No editor ever questioned what I wrote [about virtual reality for the World Book encyclopedia], but I assume that’s the World Book way. They pick an expert and trust that the expert won’t abuse the privilege. I have not bought the latest set of World Books. In fact, having been selected to be an author in the World Book, I now believe that Wikipedia is a perfectly fine source for your information, because I know what the quality control is for real encyclopedias. But sometimes when I’m in the library with the kids, I still can’t resist looking under “V” (“Virtual Reality” by yours truly) and letting them have a look. Their dad made it.

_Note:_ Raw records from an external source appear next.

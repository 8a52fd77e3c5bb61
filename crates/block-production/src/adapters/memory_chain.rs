//! In-memory chain store.
//!
//! Keeps every block it has seen, a canonical number index chosen by total
//! difficulty, and the lookup indices the producer writes after sealing:
//! transaction positions, receipts by transaction, receipts by block and
//! per-block bloom summaries.
//!
//! `insert_chain` is the full-validation path: headers are checked against
//! the consensus rules and every transaction is re-executed on the parent
//! state before the block is written. With an event bus attached, imports
//! announce `ChainHead`/`ChainUpdated` for canonical blocks and `ChainSide`
//! for the rest.

use super::memory_state::MemoryStateDb;
use crate::domain::{make_block_chain, ChainConfig, ChainContext, GasPool};
use crate::error::{ChainError, StateError};
use crate::ports::outbound::{
    ChainStore, ConsensusRules, ExecutionEnvironment, StateDatabase, StateView, WriteStatus,
};
use crate::utils::unix_now;
use parking_lot::RwLock;
use primitive_types::U256;
use shared_bus::{BlockchainEvent, InMemoryEventBus};
use shared_types::{Block, Bloom, Hash, Receipt};
use std::collections::{BTreeMap, HashMap};
use std::sync::atomic::{AtomicBool, Ordering};
use std::sync::Arc;
use tracing::{debug, info, warn};

/// Where a transaction was included.
#[derive(Debug, Clone, Copy, PartialEq, Eq)]
pub struct TxLookup {
    /// Including block
    pub block_hash: Hash,
    /// Including block number
    pub number: u64,
    /// Position in the block
    pub index: usize,
}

Randy Pausch – The Last Lecture

Many know Randy Pausch, the famous professor from Carnegie Mellon who died of pancreatic cancer. I read his book, The Last Lecture, a few years ago, and this paragraph always stuck with me (and seems appropriate on a day where Wikipedia is in the headlines).

Randy was asked to write a segment in the World Book encyclopedia on virtual reality. Apparently, they accepted his segment without incident. They blindingly trusted one man (though a very smart man) with their entire section on virtual reality. Wikipedia gets a lot of guff for allowing anyone to make edits, but the site has very strict, rigid fact-checkers and enforcers. It is tough to get wrong information onto Wikipedia because they watch any edit like hawks. It may be something a 20-year-old wrote in his college dorm room, but if it’s right, it’s right.